## Exercise goal
All lines up to and including the one that contains "elapsed since the" are to be transcribed exactly, starting from the first line of the records.

[Saved data entries]
//! Clock sources for token expiration timers
//!
//! A client's wall clock is not always trustworthy. Daylight saving and timezone
//! misconfiguration, or a user flipping AM and PM, all leave the client with a clock that is
//! "correct" to the user but skewed relative to the token authority. The types here let a
//! consumer decide where "now" comes from: the local system clock, a clock corrected against a
//! server-trusted reading, an asynchronous time service, or a manually driven clock in tests.
//!
//! All readings are whole seconds since the Unix epoch.

#![warn(
    missing_docs,
    unused_import_braces,
    unused_imports,
    unused_qualifications
)]
#![deny(
    missing_debug_implementations,
    missing_copy_implementations,
    trivial_casts,
    trivial_numeric_casts,
    unused_must_use
)]
#![forbid(unsafe_code)]
#![cfg_attr(docsrs, feature(doc_cfg))]

use std::{
    convert::Infallible,
    error, fmt, ops,
    sync::{
        atomic::{AtomicBool, AtomicU64, Ordering},
        Arc,
    },
    time::{Duration, SystemTime},
};

use async_trait::async_trait;
#[cfg(feature = "serde")]
use serde::{Deserialize, Serialize};

/// Unix time
///
/// Unix time as represented by the number of seconds elapsed since the
/// beginning of the Unix epoch on 1970/01/01 at 00:00:00 UTC.
#[derive(Clone, Copy, Debug, Default, PartialEq, Eq, Hash, Ord, PartialOrd)]
#[cfg_attr(feature = "serde", derive(Serialize, Deserialize), serde(transparent))]
#[repr(transparent)]
pub struct UnixTime(pub u64);

impl From<SystemTime> for UnixTime {
    /// Converts a system time, flooring to whole seconds
    ///
    /// Times before the Unix epoch saturate to the epoch itself.
    #[inline]
    fn from(t: SystemTime) -> Self {
        let time = t
            .duration_since(SystemTime::UNIX_EPOCH)
            .map(|d| d.as_secs())
            .unwrap_or(0);

        UnixTime(time)
    }
}

impl fmt::Display for UnixTime {
    fn fmt(&self, f: &mut fmt::Formatter) -> fmt::Result {
        fmt::Display::fmt(&self.0, f)
    }
}

/// A span of whole seconds
#[derive(Clone, Copy, Debug, Default, PartialEq, Eq, Hash, Ord, PartialOrd)]
#[cfg_attr(feature = "serde", derive(Serialize, Deserialize), serde(transparent))]
#[repr(transparent)]
pub struct DurationSecs(pub u64);

impl fmt::Display for DurationSecs {
    fn fmt(&self, f: &mut fmt::Formatter) -> fmt::Result {
        write!(f, "{}s", self.0)
    }
}

impl From<DurationSecs> for Duration {
    #[inline]
    fn from(d: DurationSecs) -> Self {
        Duration::from_secs(d.0)
    }
}

impl ops::Add<DurationSecs> for UnixTime {
    type Output = UnixTime;

    #[inline]
    fn add(self, rhs: DurationSecs) -> Self::Output {
        UnixTime(self.0.saturating_add(rhs.0))
    }
}

impl ops::AddAssign<DurationSecs> for UnixTime {
    #[inline]
    fn add_assign(&mut self, rhs: DurationSecs) {
        *self = *self + rhs;
    }
}

impl ops::Sub<DurationSecs> for UnixTime {
    type Output = UnixTime;

    #[inline]
    fn sub(self, rhs: DurationSecs) -> Self::Output {
        UnixTime(self.0.saturating_sub(rhs.0))
    }
}

impl ops::Sub for UnixTime {
    type Output = DurationSecs;

    /// The span between two times, saturating at zero
    #[inline]
    fn sub(self, rhs: UnixTime) -> Self::Output {
        DurationSecs(self.0.saturating_sub(rhs.0))
    }
}

/// Represents a clock, which can tell the current time
pub trait Clock {
    /// Gets the current time according to this clock
    fn now(&self) -> UnixTime;
}

/// A source of the current time which may need to suspend or fail
///
/// This is the capability consumed by expiration timers. Remote time services
/// (for example, a server endpoint reporting trusted time) implement this directly.
/// Any synchronous [`Clock`] is also a `ClockSource` that never fails.
#[async_trait]
pub trait ClockSource: Send + Sync {
    /// The error returned when the current time cannot be determined
    type Error: error::Error + Send + Sync + 'static;

    /// Gets the current time in seconds since the Unix epoch
    async fn epoch_time(&self) -> Result<UnixTime, Self::Error>;
}

#[async_trait]
impl<C> ClockSource for C
where
    C: Clock + Send + Sync,
{
    type Error = Infallible;

    #[inline]
    async fn epoch_time(&self) -> Result<UnixTime, Self::Error> {
        Ok(self.now())
    }
}

/// The system clock as provided by `std::time::SystemTime`
#[derive(Clone, Copy, Debug, Default, PartialEq, Eq)]
pub struct System;

impl Clock for System {
    #[inline]
    fn now(&self) -> UnixTime {
        UnixTime::from(SystemTime::now())
    }
}

/// A clock corrected by a fixed offset
///
/// Used to bring a skewed local clock in line with a trusted reference, such
/// as the time reported by the token authority.
#[derive(Clone, Copy, Debug, Default, PartialEq, Eq)]
pub struct SkewedClock<C = System> {
    inner: C,
    offset_secs: i64,
}

impl<C> SkewedClock<C> {
    /// Wraps `inner`, shifting every reading by `offset_secs`
    pub const fn new(inner: C, offset_secs: i64) -> Self {
        Self { inner, offset_secs }
    }

    /// The offset applied to the inner clock's readings
    pub const fn offset_secs(&self) -> i64 {
        self.offset_secs
    }
}

impl<C: Clock> SkewedClock<C> {
    /// Derives the offset from a reference time observed at the same moment
    /// as the inner clock's current reading
    pub fn from_reference(inner: C, reference: UnixTime) -> Self {
        let local = inner.now();
        let offset_secs = if reference >= local {
            i64::try_from((reference - local).0).unwrap_or(i64::MAX)
        } else {
            i64::try_from((local - reference).0)
                .map(|d| -d)
                .unwrap_or(i64::MIN)
        };

        Self { inner, offset_secs }
    }
}

impl<C: Clock> Clock for SkewedClock<C> {
    fn now(&self) -> UnixTime {
        let local = self.inner.now();
        let magnitude = DurationSecs(self.offset_secs.unsigned_abs());
        if self.offset_secs >= 0 {
            local + magnitude
        } else {
            local - magnitude
        }
    }
}

/// Error returned by a [`TestClock`] configured to fail its reads
#[derive(Clone, Copy, Debug, PartialEq, Eq, thiserror::Error)]
#[error("clock is unavailable")]
pub struct ClockUnavailable;

/// A test clock which maintains the current time as internal state
///
/// Clones share the same underlying time, so a handle kept by a test can drive
/// a clock that has been moved into a timer.
#[derive(Clone, Debug, Default)]
pub struct TestClock {
    time: Arc<AtomicU64>,
    failing: Arc<AtomicBool>,
}

impl TestClock {
    /// Creates a new test clock with the specified time
    pub fn new(time: UnixTime) -> Self {
        Self {
            time: Arc::new(AtomicU64::new(time.0)),
            failing: Arc::new(AtomicBool::new(false)),
        }
    }

    /// Gets the clock's current time
    pub fn now(&self) -> UnixTime {
        UnixTime(self.time.load(Ordering::SeqCst))
    }

    /// Updates the clock's current time to `val`
    pub fn set(&self, val: UnixTime) {
        self.time.store(val.0, Ordering::SeqCst);
    }

    /// Increments the clock's current time by `inc` seconds
    pub fn inc(&self, inc: u64) {
        self.time.fetch_add(inc, Ordering::SeqCst);
    }

    /// When `fail` is set, reads through [`ClockSource`] return [`ClockUnavailable`]
    pub fn fail_reads(&self, fail: bool) {
        self.failing.store(fail, Ordering::SeqCst);
    }
}

#[async_trait]
impl ClockSource for TestClock {
    type Error = ClockUnavailable;

    async fn epoch_time(&self) -> Result<UnixTime, Self::Error> {
        if self.failing.load(Ordering::SeqCst) {
            Err(ClockUnavailable)
        } else {
            Ok(self.now())
        }
    }
}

## Answer section
//! Clock sources for token expiration timers
//!
//! A client's wall clock is not always trustworthy. Daylight saving and timezone
//! misconfiguration, or a user flipping AM and PM, all leave the client with a clock that is
//! "correct" to the user but skewed relative to the token authority. The types here let a
//! consumer decide where "now" comes from: the local system clock, a clock corrected against a
//! server-trusted reading, an asynchronous time service, or a manually driven clock in tests.
//!
//! All readings are whole seconds since the Unix epoch.

#![warn(
    missing_docs,
    unused_import_braces,
    unused_imports,
    unused_qualifications
)]
#![deny(
    missing_debug_implementations,
    missing_copy_implementations,
    trivial_casts,
    trivial_numeric_casts,
    unused_must_use
)]
#![forbid(unsafe_code)]
#![cfg_attr(docsrs, feature(doc_cfg))]

use std::{
    convert::Infallible,
    error, fmt, ops,
    sync::{
        atomic::{AtomicBool, AtomicU64, Ordering},
        Arc,
    },
    time::{Duration, SystemTime},
};

use async_trait::async_trait;
#[cfg(feature = "serde")]
use serde::{Deserialize, Serialize};

/// Unix time
///
/// Unix time as represented by the number of seconds elapsed since the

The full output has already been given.